From Wikipedia, the free encyclopedia
Jump to navigation Jump to search
A classic 20-facet Soviet table-glass, produced in the city of Gus-Khrustalny since 1943.
Morning still life by Kuzma Petrov-Vodkin, 1918. Shows a 12-facets table-glass with tea.

Table-glass or granyonyi stakan (Russian: гранёный стакан, literally faceted glass) (Ukrainian: granchak гранчак, derived from грань, meaning facet) is a type of drinkware made from especially hard and thick glass and having a faceted form. It is a very widespread form of drinking glass in Russia and the former Soviet Union. Granyonyi stakan has certain advantages over the other drinkware, since due to its form and hardness it is more difficult to break. It is arguably handier in usage on moving trains or rolling ships, where it is less prone to decline and fall, or slip from hands, and less likely to be broken when hitting the floor, compared to non-faceted types of drinking glasses.

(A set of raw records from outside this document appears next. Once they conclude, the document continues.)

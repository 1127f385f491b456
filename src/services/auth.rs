//! Registration, login and session tokens.
//!
//! Passwords are hashed with bcrypt on the blocking pool. Session tokens
//! are HS256 JWTs carrying `sub`, `iat` and `exp`; every validation failure
//! collapses into `Unauthorized`.

use std::sync::Arc;
use std::time::Duration;

use anyhow::Context;
use chrono::Utc;
use jsonwebtoken::{decode, encode, Algorithm, DecodingKey, EncodingKey, Header, Validation};
use serde::{Deserialize, Serialize};
use tokio::sync::OnceCell;
use tracing::debug;
use uuid::Uuid;

use crate::config::AuthConfig;
use crate::error::{AppError, AppResult};
use crate::models::user::{normalize_email, User};
use crate::repository::UserRepository;

/// Session token claims.
#[derive(Debug, Clone, Serialize, Deserialize, PartialEq)]
pub struct Claims {
    /// User id.
    pub sub: Uuid,
    /// Issued at, seconds since epoch.
    pub iat: i64,
    /// Expiry, seconds since epoch.
    pub exp: i64,
}

#[derive(Clone)]
pub struct AuthService {
    users: Arc<dyn UserRepository>,
    encoding_key: EncodingKey,
    decoding_key: DecodingKey,
    token_ttl: Duration,
    bcrypt_cost: u32,
    // Verified against when the email is unknown, hashed on first use
    dummy_hash: Arc<OnceCell<String>>,
}

const DUMMY_PASSWORD: &str = "no-such-user";

impl AuthService {
    pub fn new(users: Arc<dyn UserRepository>, config: &AuthConfig) -> Self {
        Self {
            users,
            encoding_key: EncodingKey::from_secret(config.jwt_secret.as_bytes()),
            decoding_key: DecodingKey::from_secret(config.jwt_secret.as_bytes()),
            token_ttl: config.token_ttl,
            bcrypt_cost: config.bcrypt_cost,
            dummy_hash: Arc::new(OnceCell::new()),
        }
    }

    /// Creates an account and signs a token for it. Blank input and a taken
    /// email are both `Conflict`.
    pub async fn register(&self, email: &str, password: &str) -> AppResult<(User, String)> {
        let email = normalize_email(email);
        if email.is_empty() || password.is_empty() {
            return Err(AppError::Conflict);
        }

        let hash = hash_password(password.to_owned(), self.bcrypt_cost).await?;
        let user = self.users.create(&email, &hash).await?;
        let token = self.issue_token(user.id)?;
        Ok((user, token))
    }

    /// Unknown email and wrong password are reported identically.
    pub async fn login(&self, email: &str, password: &str) -> AppResult<(User, String)> {
        let email = normalize_email(email);
        if email.is_empty() || password.is_empty() {
            return Err(AppError::Unauthorized);
        }

        let user = match self.users.get_by_email(&email).await {
            Ok(user) => user,
            Err(AppError::NotFound) => {
                // Same bcrypt work as a wrong password
                let hash = self.dummy_hash().await?;
                verify_password(password.to_owned(), hash).await?;
                return Err(AppError::Unauthorized);
            }
            Err(e) => return Err(e),
        };

        if !verify_password(password.to_owned(), user.password_hash.clone()).await? {
            debug!(user_id = %user.id, "password mismatch");
            return Err(AppError::Unauthorized);
        }

        let token = self.issue_token(user.id)?;
        Ok((user, token))
    }

    async fn dummy_hash(&self) -> AppResult<String> {
        let hash = self
            .dummy_hash
            .get_or_try_init(|| hash_password(DUMMY_PASSWORD.to_owned(), self.bcrypt_cost))
            .await?;
        Ok(hash.clone())
    }

    pub async fn get_user(&self, id: Uuid) -> AppResult<User> {
        self.users.get(id).await
    }

    pub fn issue_token(&self, user_id: Uuid) -> AppResult<String> {
        let now = Utc::now().timestamp();
        let ttl = i64::try_from(self.token_ttl.as_secs()).context("token ttl out of range")?;
        let exp = now.checked_add(ttl).context("token expiry out of range")?;
        let claims = Claims {
            sub: user_id,
            iat: now,
            exp,
        };
        let token = encode(&Header::new(Algorithm::HS256), &claims, &self.encoding_key)
            .context("sign session token")?;
        Ok(token)
    }

    /// Returns the user id of a valid token.
    pub fn validate_token(&self, token: &str) -> AppResult<Uuid> {
        let mut validation = Validation::new(Algorithm::HS256);
        validation.leeway = 0;
        validation.set_required_spec_claims(&["exp", "iat", "sub"]);

        let data = decode::<Claims>(token, &self.decoding_key, &validation).map_err(|e| {
            debug!("rejected token: {}", e);
            AppError::Unauthorized
        })?;

        if data.claims.iat > data.claims.exp {
            return Err(AppError::Unauthorized);
        }
        Ok(data.claims.sub)
    }
}

async fn hash_password(password: String, cost: u32) -> AppResult<String> {
    let hash = tokio::task::spawn_blocking(move || bcrypt::hash(password, cost))
        .await
        .context("password hashing task")?
        .context("hash password")?;
    Ok(hash)
}

// A stored hash bcrypt cannot parse counts as a mismatch
async fn verify_password(password: String, hash: String) -> AppResult<bool> {
    let matches = tokio::task::spawn_blocking(move || bcrypt::verify(password, &hash))
        .await
        .context("password verification task")?
        .unwrap_or(false);
    Ok(matches)
}

#[cfg(test)]
mod tests {
    use super::*;
    use crate::repository::memory::MemoryUserRepository;
    use fake::{faker::internet::en::SafeEmail, Fake};

    const SECRET: &str = "test-secret";

    fn service() -> AuthService {
        service_with_ttl(Duration::from_secs(3600))
    }

    fn service_with_ttl(token_ttl: Duration) -> AuthService {
        let config = AuthConfig {
            jwt_secret: SECRET.into(),
            token_ttl,
            bcrypt_cost: 4,
        };
        AuthService::new(Arc::new(MemoryUserRepository::default()), &config)
    }

    fn sign(claims: &Claims, algorithm: Algorithm) -> String {
        encode(
            &Header::new(algorithm),
            claims,
            &EncodingKey::from_secret(SECRET.as_bytes()),
        )
        .unwrap()
    }

    #[tokio::test]
    async fn register_normalizes_email_and_issues_valid_token() {
        let auth = service();
        let (user, token) = auth.register("  Someone@Example.COM ", "pw1").await.unwrap();

        assert_eq!(user.email, "someone@example.com");
        assert_ne!(user.password_hash, "pw1");
        assert_eq!(auth.validate_token(&token).unwrap(), user.id);
    }

    #[tokio::test]
    async fn register_rejects_blank_and_duplicate_input() {
        let auth = service();
        let email: String = SafeEmail().fake();

        assert!(matches!(auth.register("", "pw").await.unwrap_err(), AppError::Conflict));
        assert!(matches!(auth.register(&email, "").await.unwrap_err(), AppError::Conflict));

        auth.register(&email, "pw").await.unwrap();
        let upper = email.to_uppercase();
        assert!(matches!(auth.register(&upper, "pw").await.unwrap_err(), AppError::Conflict));
    }

    #[tokio::test]
    async fn login_does_not_distinguish_unknown_email_from_bad_password() {
        let auth = service();
        let email: String = SafeEmail().fake();
        auth.register(&email, "right").await.unwrap();

        let unknown = auth.login("nobody@example.com", "right").await.unwrap_err();
        let wrong = auth.login(&email, "wrong").await.unwrap_err();

        assert!(matches!(unknown, AppError::Unauthorized));
        assert!(matches!(wrong, AppError::Unauthorized));
        assert_eq!(unknown.to_string(), wrong.to_string());
    }

    #[tokio::test]
    async fn unknown_email_still_pays_for_a_bcrypt_verify() {
        let auth = service();
        assert!(auth.dummy_hash.get().is_none());

        let err = auth.login("ghost@example.com", "pw").await.unwrap_err();

        assert!(matches!(err, AppError::Unauthorized));
        let dummy = auth.dummy_hash.get().unwrap();
        assert!(dummy.starts_with("$2b$04$"), "{dummy}");
    }

    #[tokio::test]
    async fn login_with_correct_credentials_succeeds() {
        let auth = service();
        let (registered, _) = auth.register("a@x.test", "pw1").await.unwrap();
        let (user, token) = auth.login("A@X.TEST", "pw1").await.unwrap();
        assert_eq!(user.id, registered.id);
        assert_eq!(auth.validate_token(&token).unwrap(), user.id);
    }

    #[test]
    fn unrepresentable_expiry_is_an_error_not_a_panic() {
        let user = Uuid::new_v4();
        for ttl in [Duration::from_secs(i64::MAX as u64), Duration::from_secs(u64::MAX)] {
            let err = service_with_ttl(ttl).issue_token(user).unwrap_err();
            assert!(matches!(err, AppError::Internal(_)));
        }
    }

    #[test]
    fn expired_token_is_unauthorized() {
        let now = Utc::now().timestamp();
        let token = sign(
            &Claims { sub: Uuid::new_v4(), iat: now - 120, exp: now - 60 },
            Algorithm::HS256,
        );
        assert!(matches!(service().validate_token(&token), Err(AppError::Unauthorized)));
    }

    #[test]
    fn other_algorithm_is_unauthorized() {
        let now = Utc::now().timestamp();
        let token = sign(
            &Claims { sub: Uuid::new_v4(), iat: now, exp: now + 600 },
            Algorithm::HS512,
        );
        assert!(matches!(service().validate_token(&token), Err(AppError::Unauthorized)));
    }

    #[test]
    fn malformed_or_foreign_tokens_are_unauthorized() {
        let auth = service();
        assert!(matches!(auth.validate_token("not-a-jwt"), Err(AppError::Unauthorized)));
        assert!(matches!(auth.validate_token(""), Err(AppError::Unauthorized)));

        let now = Utc::now().timestamp();
        let foreign = encode(
            &Header::new(Algorithm::HS256),
            &Claims { sub: Uuid::new_v4(), iat: now, exp: now + 600 },
            &EncodingKey::from_secret(b"someone-else"),
        )
        .unwrap();
        assert!(matches!(auth.validate_token(&foreign), Err(AppError::Unauthorized)));
    }

    #[test]
    fn token_without_subject_is_unauthorized() {
        let now = Utc::now().timestamp();
        let token = encode(
            &Header::new(Algorithm::HS256),
            &serde_json::json!({ "iat": now, "exp": now + 600 }),
            &EncodingKey::from_secret(SECRET.as_bytes()),
        )
        .unwrap();
        assert!(matches!(service().validate_token(&token), Err(AppError::Unauthorized)));
    }
}
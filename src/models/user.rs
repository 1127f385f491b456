use chrono::{DateTime, Utc};
use serde::Serialize;
use sqlx::FromRow;
use uuid::Uuid;

#[derive(Debug, Clone, FromRow, Serialize)]
#[serde(rename_all = "camelCase")]
pub struct User {
    pub id: Uuid,
    pub email: String,
    #[serde(skip_serializing)]
    pub password_hash: String,
    pub created_at: DateTime<Utc>,
    pub updated_at: DateTime<Utc>,
}

// Emails are matched case-insensitively and stored lowercase
pub fn normalize_email(raw: &str) -> String {
    raw.trim().to_lowercase()
}
use chrono::{DateTime, Utc};
use serde::{Deserialize, Serialize};
use sqlx::FromRow;
use uuid::Uuid;

#[derive(Debug, Clone, FromRow, Serialize, Deserialize, PartialEq)]
#[serde(rename_all = "camelCase")]
pub struct Event {
    pub id: Uuid,
    pub title: String,
    pub description: String,
    pub start_at: DateTime<Utc>,
    pub end_at: DateTime<Utc>,
    pub venue_id: Uuid,
    pub published: bool,
    pub created_at: DateTime<Utc>,
    pub updated_at: DateTime<Utc>,
}

/// Writable fields of an event, shared by create and update.
#[derive(Debug, Clone, PartialEq)]
pub struct EventInput {
    pub title: String,
    pub description: String,
    pub start_at: DateTime<Utc>,
    pub end_at: DateTime<Utc>,
    pub venue_id: Uuid,
    pub published: bool,
}

impl EventInput {
    pub fn has_valid_window(&self) -> bool {
        self.start_at < self.end_at
    }
}
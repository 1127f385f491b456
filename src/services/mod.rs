pub mod auth;
pub mod bookings;
pub mod categories;
pub mod events;
pub mod venues;

pub use auth::AuthService;
pub use bookings::BookingService;
pub use categories::CategoryService;
pub use events::EventService;
pub use venues::VenueService;
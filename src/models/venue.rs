use chrono::{DateTime, Utc};
use serde::{Deserialize, Serialize};
use sqlx::FromRow;
use uuid::Uuid;

#[derive(Debug, Clone, FromRow, Serialize, Deserialize, PartialEq)]
#[serde(rename_all = "camelCase")]
pub struct Venue {
    pub id: Uuid,
    pub name: String,
    pub address: String,
    pub created_at: DateTime<Utc>,
    pub updated_at: DateTime<Utc>,
}

#[derive(Debug, Clone, PartialEq)]
pub struct VenueInput {
    pub name: String,
    pub address: String,
}
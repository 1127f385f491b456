use async_trait::async_trait;
use sqlx::PgPool;
use uuid::Uuid;

use crate::error::{AppError, AppResult};
use crate::models::{Venue, VenueInput};
use crate::repository::VenueRepository;

#[derive(Clone)]
pub struct PgVenueRepository {
    pool: PgPool,
}

impl PgVenueRepository {
    pub fn new(pool: PgPool) -> Self {
        Self { pool }
    }
}

#[async_trait]
impl VenueRepository for PgVenueRepository {
    async fn list(&self) -> AppResult<Vec<Venue>> {
        let venues = sqlx::query_as::<_, Venue>(
            "SELECT id, name, address, created_at, updated_at FROM venues ORDER BY name ASC",
        )
        .fetch_all(&self.pool)
        .await?;
        Ok(venues)
    }

    async fn get(&self, id: Uuid) -> AppResult<Venue> {
        let venue = sqlx::query_as::<_, Venue>(
            "SELECT id, name, address, created_at, updated_at FROM venues WHERE id = $1",
        )
        .bind(id)
        .fetch_one(&self.pool)
        .await?;
        Ok(venue)
    }

    async fn create(&self, input: VenueInput) -> AppResult<Venue> {
        let venue = sqlx::query_as::<_, Venue>(
            "INSERT INTO venues (name, address)
             VALUES ($1, $2)
             RETURNING id, name, address, created_at, updated_at",
        )
        .bind(&input.name)
        .bind(&input.address)
        .fetch_one(&self.pool)
        .await?;
        Ok(venue)
    }

    async fn update(&self, id: Uuid, input: VenueInput) -> AppResult<Venue> {
        let venue = sqlx::query_as::<_, Venue>(
            "UPDATE venues
             SET name = $1, address = $2, updated_at = now()
             WHERE id = $3
             RETURNING id, name, address, created_at, updated_at",
        )
        .bind(&input.name)
        .bind(&input.address)
        .bind(id)
        .fetch_one(&self.pool)
        .await?;
        Ok(venue)
    }

    // Venues still referenced by events fail with a foreign-key violation
    async fn delete(&self, id: Uuid) -> AppResult<()> {
        let result = sqlx::query("DELETE FROM venues WHERE id = $1")
            .bind(id)
            .execute(&self.pool)
            .await?;
        if result.rows_affected() == 0 {
            return Err(AppError::NotFound);
        }
        Ok(())
    }
}
//! In-memory repositories for tests.
//!
//! Each repository keeps its whole collection behind a single
//! `tokio::sync::Mutex`, so concurrent writers are serialized. The booking
//! repository checks seat availability and inserts under the same lock,
//! which gives it the same no-double-booking guarantee the Postgres partial
//! unique index provides.
//!
//! Built through [`crate::repository::Repositories::in_memory`], the event
//! and venue repositories also see what references them and refuse
//! deletes the foreign keys would refuse.

use std::collections::HashSet;
use std::sync::Arc;

use async_trait::async_trait;
use chrono::Utc;
use tokio::sync::Mutex;
use uuid::Uuid;

use crate::error::{AppError, AppResult};
use crate::models::{
    Booking, BookingStatus, Category, Event, EventInput, NewBooking, User, Venue, VenueInput,
};
use crate::repository::{
    BookingRepository, CategoryRepository, EventRepository, UserRepository, VenueRepository,
};

#[derive(Default)]
pub struct MemoryEventRepository {
    events: Mutex<Vec<Event>>,
    bookings: Option<Arc<MemoryBookingRepository>>,
}

impl MemoryEventRepository {
    /// Refuses to delete an event any of `bookings` still points at.
    pub fn referenced_by(bookings: Arc<MemoryBookingRepository>) -> Self {
        Self {
            events: Mutex::default(),
            bookings: Some(bookings),
        }
    }

    async fn references_venue(&self, venue_id: Uuid) -> bool {
        let events = self.events.lock().await;
        events.iter().any(|event| event.venue_id == venue_id)
    }
}

#[async_trait]
impl EventRepository for MemoryEventRepository {
    async fn list(&self) -> AppResult<Vec<Event>> {
        let mut events = self.events.lock().await.clone();
        events.sort_by_key(|event| event.start_at);
        Ok(events)
    }

    async fn get(&self, id: Uuid) -> AppResult<Event> {
        let events = self.events.lock().await;
        events
            .iter()
            .find(|event| event.id == id)
            .cloned()
            .ok_or(AppError::NotFound)
    }

    async fn create(&self, input: EventInput) -> AppResult<Event> {
        if !input.has_valid_window() {
            return Err(AppError::Invalid);
        }
        let now = Utc::now();
        let event = Event {
            id: Uuid::new_v4(),
            title: input.title,
            description: input.description,
            start_at: input.start_at,
            end_at: input.end_at,
            venue_id: input.venue_id,
            published: input.published,
            created_at: now,
            updated_at: now,
        };
        self.events.lock().await.push(event.clone());
        Ok(event)
    }

    async fn update(&self, id: Uuid, input: EventInput) -> AppResult<Event> {
        if !input.has_valid_window() {
            return Err(AppError::Invalid);
        }
        let mut events = self.events.lock().await;
        let event = events
            .iter_mut()
            .find(|event| event.id == id)
            .ok_or(AppError::NotFound)?;
        event.title = input.title;
        event.description = input.description;
        event.start_at = input.start_at;
        event.end_at = input.end_at;
        event.venue_id = input.venue_id;
        event.published = input.published;
        event.updated_at = Utc::now();
        Ok(event.clone())
    }

    // Lock order is venues, events, bookings
    async fn delete(&self, id: Uuid) -> AppResult<()> {
        let mut events = self.events.lock().await;
        if !events.iter().any(|event| event.id == id) {
            return Err(AppError::NotFound);
        }
        if let Some(bookings) = &self.bookings {
            if bookings.references_event(id).await {
                return Err(AppError::Invalid);
            }
        }
        events.retain(|event| event.id != id);
        Ok(())
    }
}

#[derive(Default)]
pub struct MemoryVenueRepository {
    venues: Mutex<Vec<Venue>>,
    events: Option<Arc<MemoryEventRepository>>,
}

impl MemoryVenueRepository {
    /// Refuses to delete a venue any of `events` still takes place at.
    pub fn referenced_by(events: Arc<MemoryEventRepository>) -> Self {
        Self {
            venues: Mutex::default(),
            events: Some(events),
        }
    }
}

#[async_trait]
impl VenueRepository for MemoryVenueRepository {
    async fn list(&self) -> AppResult<Vec<Venue>> {
        let mut venues = self.venues.lock().await.clone();
        venues.sort_by(|a, b| a.name.cmp(&b.name));
        Ok(venues)
    }

    async fn get(&self, id: Uuid) -> AppResult<Venue> {
        let venues = self.venues.lock().await;
        venues
            .iter()
            .find(|venue| venue.id == id)
            .cloned()
            .ok_or(AppError::NotFound)
    }

    async fn create(&self, input: VenueInput) -> AppResult<Venue> {
        let now = Utc::now();
        let venue = Venue {
            id: Uuid::new_v4(),
            name: input.name,
            address: input.address,
            created_at: now,
            updated_at: now,
        };
        self.venues.lock().await.push(venue.clone());
        Ok(venue)
    }

    async fn update(&self, id: Uuid, input: VenueInput) -> AppResult<Venue> {
        let mut venues = self.venues.lock().await;
        let venue = venues
            .iter_mut()
            .find(|venue| venue.id == id)
            .ok_or(AppError::NotFound)?;
        venue.name = input.name;
        venue.address = input.address;
        venue.updated_at = Utc::now();
        Ok(venue.clone())
    }

    async fn delete(&self, id: Uuid) -> AppResult<()> {
        let mut venues = self.venues.lock().await;
        if !venues.iter().any(|venue| venue.id == id) {
            return Err(AppError::NotFound);
        }
        if let Some(events) = &self.events {
            if events.references_venue(id).await {
                return Err(AppError::Invalid);
            }
        }
        venues.retain(|venue| venue.id != id);
        Ok(())
    }
}

pub struct MemoryCategoryRepository {
    categories: Mutex<Vec<Category>>,
}

impl MemoryCategoryRepository {
    pub fn new(categories: Vec<Category>) -> Self {
        Self {
            categories: Mutex::new(categories),
        }
    }

    /// Same names the seed migration inserts.
    pub fn seeded() -> Self {
        let now = Utc::now();
        let categories = ["Concerts", "Theatre", "Exhibitions", "Sports"]
            .into_iter()
            .map(|name| Category {
                id: Uuid::new_v4(),
                name: name.to_string(),
                created_at: now,
                updated_at: now,
            })
            .collect();
        Self::new(categories)
    }
}

#[async_trait]
impl CategoryRepository for MemoryCategoryRepository {
    async fn list(&self) -> AppResult<Vec<Category>> {
        let mut categories = self.categories.lock().await.clone();
        categories.sort_by(|a, b| a.name.cmp(&b.name));
        Ok(categories)
    }

    async fn get(&self, id: Uuid) -> AppResult<Category> {
        let categories = self.categories.lock().await;
        categories
            .iter()
            .find(|category| category.id == id)
            .cloned()
            .ok_or(AppError::NotFound)
    }
}

#[derive(Default)]
pub struct MemoryUserRepository {
    users: Mutex<Vec<User>>,
}

#[async_trait]
impl UserRepository for MemoryUserRepository {
    async fn create(&self, email: &str, password_hash: &str) -> AppResult<User> {
        let mut users = self.users.lock().await;
        if users.iter().any(|user| user.email == email) {
            return Err(AppError::Conflict);
        }
        let now = Utc::now();
        let user = User {
            id: Uuid::new_v4(),
            email: email.to_string(),
            password_hash: password_hash.to_string(),
            created_at: now,
            updated_at: now,
        };
        users.push(user.clone());
        Ok(user)
    }

    async fn get_by_email(&self, email: &str) -> AppResult<User> {
        let users = self.users.lock().await;
        users
            .iter()
            .find(|user| user.email == email)
            .cloned()
            .ok_or(AppError::NotFound)
    }

    async fn get(&self, id: Uuid) -> AppResult<User> {
        let users = self.users.lock().await;
        users
            .iter()
            .find(|user| user.id == id)
            .cloned()
            .ok_or(AppError::NotFound)
    }
}

// Bookings in insertion order; the seat list of a canceled booking is kept
#[derive(Default)]
pub struct MemoryBookingRepository {
    bookings: Mutex<Vec<Booking>>,
}

impl MemoryBookingRepository {
    // Canceled bookings still count, as the foreign key does
    async fn references_event(&self, event_id: Uuid) -> bool {
        let bookings = self.bookings.lock().await;
        bookings.iter().any(|booking| booking.event_id == event_id)
    }
}

#[async_trait]
impl BookingRepository for MemoryBookingRepository {
    async fn list_by_user(&self, user_id: Uuid) -> AppResult<Vec<Booking>> {
        let bookings = self.bookings.lock().await;
        Ok(bookings
            .iter()
            .rev()
            .filter(|booking| booking.user_id == user_id)
            .cloned()
            .collect())
    }

    async fn create(&self, new: NewBooking) -> AppResult<Booking> {
        let mut bookings = self.bookings.lock().await;

        let occupied: HashSet<&str> = bookings
            .iter()
            .filter(|b| b.event_id == new.event_id && b.status == BookingStatus::Active)
            .flat_map(|b| b.seats.iter().map(String::as_str))
            .collect();
        if new.seats.iter().any(|seat| occupied.contains(seat.as_str())) {
            return Err(AppError::Conflict);
        }

        let now = Utc::now();
        let mut seats = new.seats;
        seats.sort();
        seats.dedup();
        let booking = Booking {
            id: Uuid::new_v4(),
            user_id: new.user_id,
            event_id: new.event_id,
            status: BookingStatus::Active,
            total_price: new.total_price,
            currency: new.currency,
            seats,
            created_at: now,
            updated_at: now,
        };
        bookings.push(booking.clone());
        Ok(booking)
    }

    async fn cancel(&self, id: Uuid, user_id: Uuid) -> AppResult<()> {
        let mut bookings = self.bookings.lock().await;
        let booking = bookings
            .iter_mut()
            .find(|b| b.id == id && b.user_id == user_id && b.status == BookingStatus::Active)
            .ok_or(AppError::NotFound)?;
        booking.status = BookingStatus::Canceled;
        booking.updated_at = Utc::now();
        Ok(())
    }

    async fn occupied_seats(&self, event_id: Uuid) -> AppResult<Vec<String>> {
        let bookings = self.bookings.lock().await;
        let mut seats: Vec<String> = bookings
            .iter()
            .filter(|b| b.event_id == event_id && b.status == BookingStatus::Active)
            .flat_map(|b| b.seats.iter().cloned())
            .collect();
        seats.sort();
        seats.dedup();
        Ok(seats)
    }
}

Granyony stakan may be used to drink any type of beverage. It is often used in combination with tea glass-holder (Podstakannik).

The classical form of Russian and Soviet granyonyi stakan is that with 14, 16, 19, or 20 facets; possibly with other values. Such glasses have been produced since 1943 at a factory in the city of Gus-Khrustalny, the famous center of Russian glass-making. According to one theory, this version of drinking glass became a preferred one and was massively produced in the Soviet Union because it was more fit to be washed using dish washing machines. A legend tells that the 14-facets form was designed by a famous Soviet sculptor Vera Mukhina.

Faceted drinking glasses, however, have been known in Russia from much older time. Their depictions are often found on the pictures from the late 19th and early 20th centuries, when they became widespread.


A legend says that the first known faceted glass was given as a present to Tsar Peter the Great from a glass-maker called Yefim Smolin, living in Vladimir Oblast. He boasted to Tsar that his glass couldn't be broken. Tsar Peter liked the present, however, after drinking some alcoholic beverage from it, he said loudly Let the glass be! (Russian: Стакану быть!), threw the glass on the ground and managed to break it. But Peter didn't punish the glass-maker, and the production of such glasses continued. According to the legend, people present during this episode misinterpreted the Tsar's words and thought that Peter called to break the glasses (Russian: Стаканы бить!, literally beat glasses or break glasses), which is how a tradition of breaking drinkware on certain occasions appeared in Russia. Glasses were broken after especially important toasts or just during the especially cheerful parties. Russian restaurants even held special price lists for breaking the glasses. Breaking of drinkware, or, in wider context, any tableware, is believed in Russia to bring luck and happiness.

The popularity of hard-to-break table-glasses diminished after 1970s, when thinner glass drinkware began to be produced using equipment brought from Hungary. Several factories in Russia and Ukraine still produce granyonyi stakans, which became somewhat symbolic of the Soviet era and sometimes perceived as souvenirs.

An image of granyonyi stakan in popular culture is associated either with vodka and pickled cucumbers, or with tea and podstakannik, a metal holder with handle, for the glass.